Despite nanomedicine having shown great potential for reversing cancer cell resistance, the suboptimal transport across multiple biological obstacles seriously impedes its reaching targets at an efficacious level, which remains a challenging hurdle for clinical success in resistant cancer therapy. Here, a lipid-based hybrid nanoparticle was designed to efficiently deliver the therapeutics to resistant cells and treat resistant cancer in vivo.
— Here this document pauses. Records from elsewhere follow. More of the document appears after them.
use std::path::PathBuf;

use clap::Args;

use huddle_core::FeedConfig;
use huddle_core::config::DEFAULT_PAGE_SIZE;

/// Settings shared by every command. Each flag can also come from the
/// environment or a `.env` file.
#[derive(Debug, Clone, Args)]
pub struct Settings {
    /// SQLite database file
    #[arg(long = "db", env = "HUDDLE_DB_PATH", default_value = "huddle.db", global = true)]
    pub db_path: PathBuf,

    /// Email of the user to act as
    #[arg(long, env = "HUDDLE_USER", default_value = "ada@example.com", global = true)]
    pub user: String,

    /// Workspace name; defaults to the user's first workspace
    #[arg(long, env = "HUDDLE_WORKSPACE", global = true)]
    pub workspace: Option<String>,

    /// Blob storage endpoint handed out for attachments
    #[arg(long, env = "HUDDLE_UPLOAD_URL", global = true)]
    pub upload_url: Option<String>,

    /// Messages per page
    #[arg(long, env = "HUDDLE_PAGE_SIZE", default_value_t = DEFAULT_PAGE_SIZE, global = true)]
    pub page_size: usize,
}

impl Settings {
    pub fn feed(&self) -> FeedConfig {
        FeedConfig::default().with_page_size(self.page_size)
    }
}
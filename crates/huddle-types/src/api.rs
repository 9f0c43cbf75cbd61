use serde::de::DeserializeOwned;
use serde::{Deserialize, Serialize};

use crate::models::{
    ChannelId, ConversationId, MemberId, MessageId, Role, StorageId, WorkspaceId,
};

/// A named remote write with a typed request and response.
///
/// The name is what the backend dispatches on; payloads travel as JSON.
pub trait Operation {
    const NAME: &'static str;
    type Request: Serialize + Send + Sync + 'static;
    type Response: DeserializeOwned + Clone + Send + Sync + 'static;
}

macro_rules! operation {
    ($marker:ident, $name:literal, $request:ty => $response:ty) => {
        #[derive(Debug, Clone, Copy)]
        pub struct $marker;

        impl Operation for $marker {
            const NAME: &'static str = $name;
            type Request = $request;
            type Response = $response;
        }
    };
}

// -- Messages --

#[derive(Debug, Clone, Serialize, Deserialize)]
#[serde(rename_all = "camelCase", deny_unknown_fields)]
pub struct CreateMessageRequest {
    pub body: String,
    pub image: Option<StorageId>,
    pub workspace_id: WorkspaceId,
    pub channel_id: Option<ChannelId>,
    pub conversation_id: Option<ConversationId>,
    pub parent_message_id: Option<MessageId>,
}

#[derive(Debug, Clone, Serialize, Deserialize)]
#[serde(rename_all = "camelCase", deny_unknown_fields)]
pub struct UpdateMessageRequest {
    pub id: MessageId,
    pub body: String,
}

#[derive(Debug, Clone, Serialize, Deserialize)]
#[serde(rename_all = "camelCase", deny_unknown_fields)]
pub struct RemoveMessageRequest {
    pub id: MessageId,
}

operation!(CreateMessage, "messages:create", CreateMessageRequest => MessageId);
operation!(UpdateMessage, "messages:update", UpdateMessageRequest => MessageId);
operation!(RemoveMessage, "messages:remove", RemoveMessageRequest => MessageId);

// -- Reactions --

#[derive(Debug, Clone, Serialize, Deserialize)]
#[serde(rename_all = "camelCase", deny_unknown_fields)]
pub struct ToggleReactionRequest {
    pub message_id: MessageId,
    pub value: String,
}

#[derive(Debug, Clone, Copy, PartialEq, Eq, Serialize, Deserialize)]
#[serde(rename_all = "camelCase")]
pub enum ReactionChange {
    Added,
    Removed,
}

operation!(ToggleReaction, "reactions:toggle", ToggleReactionRequest => ReactionChange);

/// Reactions on one message collapsed by emoji value.
#[derive(Debug, Clone, PartialEq, Eq, Serialize, Deserialize)]
#[serde(rename_all = "camelCase")]
pub struct ReactionGroup {
    pub value: String,
    pub count: usize,
    pub member_ids: Vec<MemberId>,
}

impl ReactionGroup {
    pub fn includes(&self, member_id: MemberId) -> bool {
        self.member_ids.contains(&member_id)
    }
}

// -- Channels --

#[derive(Debug, Clone, Serialize, Deserialize)]
#[serde(rename_all = "camelCase", deny_unknown_fields)]
pub struct CreateChannelRequest {
    pub workspace_id: WorkspaceId,
    pub name: String,
}

#[derive(Debug, Clone, Serialize, Deserialize)]
#[serde(rename_all = "camelCase", deny_unknown_fields)]
pub struct UpdateChannelRequest {
    pub id: ChannelId,
    pub name: String,
}

#[derive(Debug, Clone, Serialize, Deserialize)]
#[serde(rename_all = "camelCase", deny_unknown_fields)]
pub struct RemoveChannelRequest {
    pub id: ChannelId,
}

operation!(CreateChannel, "channels:create", CreateChannelRequest => ChannelId);
operation!(UpdateChannel, "channels:update", UpdateChannelRequest => ChannelId);
operation!(RemoveChannel, "channels:remove", RemoveChannelRequest => ChannelId);

// -- Workspaces --

#[derive(Debug, Clone, Serialize, Deserialize)]
#[serde(rename_all = "camelCase", deny_unknown_fields)]
pub struct CreateWorkspaceRequest {
    pub name: String,
}

#[derive(Debug, Clone, Serialize, Deserialize)]
#[serde(rename_all = "camelCase", deny_unknown_fields)]
pub struct UpdateWorkspaceRequest {
    pub id: WorkspaceId,
    pub name: String,
}

#[derive(Debug, Clone, Serialize, Deserialize)]
#[serde(rename_all = "camelCase", deny_unknown_fields)]
pub struct NewJoinCodeRequest {
    pub workspace_id: WorkspaceId,
}

#[derive(Debug, Clone, Serialize, Deserialize)]
#[serde(rename_all = "camelCase", deny_unknown_fields)]
pub struct JoinWorkspaceRequest {
    pub workspace_id: WorkspaceId,
    pub join_code: String,
}

operation!(CreateWorkspace, "workspaces:create", CreateWorkspaceRequest => WorkspaceId);
operation!(UpdateWorkspace, "workspaces:update", UpdateWorkspaceRequest => WorkspaceId);
operation!(NewJoinCode, "workspaces:newJoinCode", NewJoinCodeRequest => WorkspaceId);
operation!(JoinWorkspace, "workspaces:join", JoinWorkspaceRequest => WorkspaceId);

// -- Members --

#[derive(Debug, Clone, Serialize, Deserialize)]
#[serde(rename_all = "camelCase", deny_unknown_fields)]
pub struct UpdateMemberRequest {
    pub id: MemberId,
    pub role: Role,
}

#[derive(Debug, Clone, Serialize, Deserialize)]
#[serde(rename_all = "camelCase", deny_unknown_fields)]
pub struct RemoveMemberRequest {
    pub id: MemberId,
}

operation!(UpdateMember, "members:update", UpdateMemberRequest => MemberId);
operation!(RemoveMember, "members:remove", RemoveMemberRequest => MemberId);

// -- Uploads --

#[derive(Debug, Clone, Default, Serialize, Deserialize)]
#[serde(deny_unknown_fields)]
pub struct GenerateUploadUrlRequest {}

operation!(GenerateUploadUrl, "upload:generateUploadUrl", GenerateUploadUrlRequest => String);

/// Body returned by blob storage after a successful POST.
#[derive(Debug, Clone, Serialize, Deserialize)]
#[serde(rename_all = "camelCase")]
pub struct UploadResponse {
    pub storage_id: StorageId,
}
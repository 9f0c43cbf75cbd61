//! Client-side core of the huddle team chat: the mutation lifecycle, the
//! paginated message cursor, feed composition and the small pieces of UI
//! state that sit around them.

pub mod backend;
pub mod config;
pub mod error;
pub mod feed;
pub mod modal;
pub mod mutation;
pub mod naming;
pub mod notice;
pub mod pagination;
pub mod panel;
pub mod reactions;
pub mod send;
pub mod session;
pub mod upload;

#[cfg(test)]
mod testing;

pub use backend::{MessageSource, MutationExecutor};
pub use config::FeedConfig;
pub use error::{RemoteError, RemoteErrorKind};
pub use feed::{FeedComposer, FeedEntry, FeedPlan};
pub use mutation::{MutateOptions, MutationController, MutationOutcome, MutationState};
pub use pagination::{PaginatedCursor, PaginatedQuery, PaginationStatus};
pub use panel::{PanelNavigator, PanelState};
pub use session::Session;
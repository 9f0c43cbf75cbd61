//! SQLite implementation of the remote backend seams.
//!
//! Every call runs on the blocking pool against the shared [`Database`] and
//! acts on behalf of one user. Authorization follows the rules in
//! [`Session`]; failures come back as [`RemoteError`]s with the matching
//! kind.

use std::collections::HashMap;
use std::sync::Arc;

use chrono::Utc;
use serde::Serialize;
use serde::de::DeserializeOwned;
use serde_json::Value;
use tracing::{debug, error, info};

use huddle_core::naming;
use huddle_core::session::Session;
use huddle_core::{MessageSource, MutationExecutor, RemoteError};
use huddle_types::api::*;
use huddle_types::query::{MessageFilter, PageCursor, PageRange, PageRequest, PageSnapshot};
use huddle_types::{
    Channel, ChannelId, Conversation, ConversationId, Member, MemberId, Message, MessageId, MessageTarget,
    Reaction, Role, ThreadSummary, UserId, Workspace, WorkspaceId,
};

use crate::Database;
use crate::models::{MessageRow, millis};
use crate::queries::{FeedKey, NewMessage};

/// Acts as one signed-in user against a local [`Database`].
#[derive(Clone)]
pub struct LocalBackend {
    db: Arc<Database>,
    user_id: UserId,
    upload_url: Option<String>,
}
use serde::{Deserialize, Serialize};

use crate::models::{ChannelId, ConversationId, Message, MessageId};

/// Selects one message stream. Exactly one selector per query.
#[derive(Debug, Clone, Copy, PartialEq, Eq, Hash, Serialize, Deserialize)]
#[serde(tag = "kind", content = "id", rename_all = "camelCase")]
pub enum MessageFilter {
    /// Top-level messages of a channel (thread replies excluded).
    Channel(ChannelId),
    /// Top-level messages of a direct conversation.
    Conversation(ConversationId),
    /// Replies to one thread root.
    Thread(MessageId),
}

/// Sort key of a message in a feed: creation time, then id.
#[derive(Debug, Clone, Copy, PartialEq, Eq, Hash, PartialOrd, Ord, Serialize, Deserialize)]
#[serde(rename_all = "camelCase")]
pub struct PageCursor {
    pub created_at_ms: i64,
    pub id: MessageId,
}

impl PageCursor {
    pub fn of(message: &Message) -> Self {
        Self {
            created_at_ms: message.created_at.timestamp_millis(),
            id: message.id,
        }
    }
}

/// Key range covered by one page, newest end first.
///
/// `before` is exclusive and `until` inclusive. A page whose `until` is not
/// yet known is open-ended and bounded only by the page size.
#[derive(Debug, Clone, Copy, Default, PartialEq, Eq, Serialize, Deserialize)]
#[serde(rename_all = "camelCase")]
pub struct PageRange {
    pub before: Option<PageCursor>,
    pub until: Option<PageCursor>,
}

impl PageRange {
    pub fn contains(&self, key: &PageCursor) -> bool {
        self.before.is_none_or(|before| *key < before) && self.until.is_none_or(|until| *key >= until)
    }
}

/// Request for the content of one page.
#[derive(Debug, Clone, Copy, PartialEq, Eq, Serialize, Deserialize)]
#[serde(rename_all = "camelCase")]
pub struct PageRequest {
    pub filter: MessageFilter,
    pub index: usize,
    pub range: PageRange,
    pub page_size: usize,
}

/// Current content of one page as reported by the backend.
///
/// Items are newest-first. `range` is the resolved range: once a page has
/// been filled its `until` bound is fixed so later snapshots cover the same
/// keys. `is_done` means nothing older than this page exists.
#[derive(Debug, Clone, PartialEq, Eq, Serialize, Deserialize)]
#[serde(rename_all = "camelCase")]
pub struct PageSnapshot<T> {
    pub index: usize,
    pub range: PageRange,
    pub items: Vec<T>,
    pub is_done: bool,
}
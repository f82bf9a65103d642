use clap::{Parser, Subcommand};
use std::path::{Path, PathBuf};

use skincal::{CalibrationFile, CalibrationSession, SegmentationPipeline, load_frame};

#[derive(Parser)]
#[command(name = "skincal")]
#[command(about = "Tune YCrCb skin-color thresholds for hand detection")]
struct Cli {
    /// Enable verbose output
    #[arg(short, long, global = true)]
    verbose: bool,

    #[command(subcommand)]
    command: Command,
}

#[derive(Subcommand)]
enum Command {
    /// Open the interactive calibrator
    Calibrate {
        /// Frame showing only the background
        #[arg(value_name = "BACKGROUND")]
        background: PathBuf,

        /// Frames showing the hand in front of the same background
        #[arg(value_name = "SAMPLE", required = true)]
        samples: Vec<PathBuf>,

        /// Calibration file to start from
        #[arg(long, value_name = "FILE")]
        config: Option<PathBuf>,
    },

    /// Segment one frame without a window
    Segment {
        #[arg(value_name = "BACKGROUND")]
        background: PathBuf,

        #[arg(value_name = "SAMPLE")]
        sample: PathBuf,

        /// Where to write the segmented, masked image
        #[arg(short, long, value_name = "FILE", default_value = "segmented.png")]
        output: PathBuf,

        /// Also write the binary skin mask
        #[arg(long, value_name = "FILE")]
        mask_out: Option<PathBuf>,

        #[arg(long, value_name = "FILE")]
        config: Option<PathBuf>,

        /// Save debug outputs to directory (must be empty)
        #[arg(long, value_name = "DIR")]
        debug_out: Option<PathBuf>,
    },

    /// Print the YCrCb values of one pixel before and after thresholding
    Sample {
        #[arg(value_name = "BACKGROUND")]
        background: PathBuf,

        #[arg(value_name = "SAMPLE")]
        sample: PathBuf,

        #[arg(long)]
        x: u32,

        #[arg(long)]
        y: u32,

        #[arg(long, value_name = "FILE")]
        config: Option<PathBuf>,
    },

    /// Write a calibration file with the default thresholds
    InitConfig {
        #[arg(value_name = "FILE")]
        path: PathBuf,
    },
}

fn load_calibration(path: Option<&Path>) -> anyhow::Result<CalibrationFile> {
    match path {
        Some(path) => CalibrationFile::load(path),
        None => Ok(CalibrationFile::default()),
    }
}

fn main() -> anyhow::Result<()> {
    let args = Cli::parse();

    let level = if args.verbose { "debug" } else { "info" };
    env_logger::Builder::from_env(env_logger::Env::default().default_filter_or(level)).init();

    match args.command {
        Command::Calibrate { background, samples, config } => {
            let calibration = load_calibration(config.as_deref())?;
            let session = CalibrationSession::open(&background, &samples, calibration)?;
            run_gui(session)
        }
        Command::Segment { background, sample, output, mask_out, config, debug_out } => {
            let calibration = load_calibration(config.as_deref())?;
            let background = load_frame(&background)?;
            let frame = load_frame(&sample)?;

            let mut segmentation = SegmentationPipeline::new(background, calibration.thresholds)
                .with_settings(calibration.settings)
                .with_verbose(args.verbose);
            if let Some(dir) = debug_out {
                segmentation = segmentation.with_debug(dir)?;
            }

            let result = segmentation.segment(&frame)?;
            result.image.save(&output)
                .map_err(|e| anyhow::anyhow!("Failed to save {}: {}", output.display(), e))?;

            println!("\n=== Segmentation Results ===");
            println!("Thresholds: {}", calibration.thresholds);
            if let Some(ratio) = result.get_float("foreground_ratio") {
                println!("Foreground: {:.1}% of the frame", ratio * 100.0);
            }
            if let Some(ratio) = result.get_float("skin_ratio") {
                println!("Skin-colored: {:.1}% of the frame", ratio * 100.0);
            }
            println!("Wrote {}", output.display());

            if let Some(mask_path) = mask_out {
                let mask = result
                    .skin_mask
                    .as_ref()
                    .ok_or_else(|| anyhow::anyhow!("Pipeline did not produce a skin mask"))?;
                mask.save(&mask_path)
                    .map_err(|e| anyhow::anyhow!("Failed to save {}: {}", mask_path.display(), e))?;
                println!("Wrote {}", mask_path.display());
            }
            Ok(())
        }
        Command::Sample { background, sample, x, y, config } => {
            let calibration = load_calibration(config.as_deref())?;
            let session = CalibrationSession::open(&background, &[sample], calibration)?;
            let report = session.sample(x, y)?;

            println!("Sample at ({},{})", report.x, report.y);
            println!("  Original YCC:  {:?}", report.original_ycc);
            println!("  Original RGB:  {:?}", report.original_rgb);
            println!("  Segmented YCC: {:?}", report.segmented_ycc);
            println!("  Verdict: {}", if report.is_skin() { "skin" } else { "rejected" });
            Ok(())
        }
        Command::InitConfig { path } => {
            CalibrationFile::default().save(&path)?;
            println!("Wrote {}", path.display());
            Ok(())
        }
    }
}

#[cfg(feature = "gui")]
fn run_gui(session: CalibrationSession) -> anyhow::Result<()> {
    skincal::gui::run(session).map_err(|e| anyhow::anyhow!("GUI error: {}", e))
}

#[cfg(not(feature = "gui"))]
fn run_gui(_session: CalibrationSession) -> anyhow::Result<()> {
    Err(anyhow::anyhow!("skincal was built without the `gui` feature"))
}
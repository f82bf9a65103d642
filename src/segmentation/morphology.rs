use image::{GrayImage, Rgb, RgbImage};
use imageproc::distance_transform::Norm;
use imageproc::morphology::open;

/// Morphological opening to drop speckles smaller than `radius`
pub fn open_mask(mask: &GrayImage, radius: u8) -> GrayImage {
    if radius == 0 {
        return mask.clone();
    }
    open(mask, Norm::LInf, radius)
}

/// Copy only the pixels whose mask value is non-zero; the rest stay black
pub fn apply_mask(img: &RgbImage, mask: &GrayImage) -> RgbImage {
    RgbImage::from_fn(img.width(), img.height(), |x, y| {
        let keep = x < mask.width() && y < mask.height() && mask.get_pixel(x, y)[0] != 0;
        if keep { *img.get_pixel(x, y) } else { Rgb([0, 0, 0]) }
    })
}

/// Pixel-wise AND of two masks of equal size
pub fn intersect_masks(a: &GrayImage, b: &GrayImage) -> GrayImage {
    GrayImage::from_fn(a.width(), a.height(), |x, y| {
        let both = a.get_pixel(x, y)[0] != 0
            && x < b.width()
            && y < b.height()
            && b.get_pixel(x, y)[0] != 0;
        image::Luma([if both { 255 } else { 0 }])
    })
}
The hybrid nanoparticles (D-NPs/tetrandrine (TET)) are composed of a pH-responsive prodrug 1,2-distearoyl-sn-glycero-3-phosphoethanolamine (DSPE)-doxorubicin (DOX), an efflux inhibitor TET, and a surfactant DSPE-[methoxy (poly(ethylene glycol))-2000] (DSPE-mPEG2000 ), which hierarchically combatted the sequential physiological and pathological barriers of drug resistance and exhibited prolonged blood circulation, high tumor accumulation, and deep tumor parenchyma penetration. In the meantime, the programmed stepwise activation of encapsulated TET and DOX suppressed the function of resistance-related P-glycoprotein in a timely manner and facilitated the DOX sustained accommodation in tumor cells. Through systematic studies, the results show that such a nanosystem dramatically enhances drug potency and significantly overcomes the DOX resistance of breast cancer with negligible systemic toxicities. These findings provide new strategies to systemically combat chemoresistant cancers.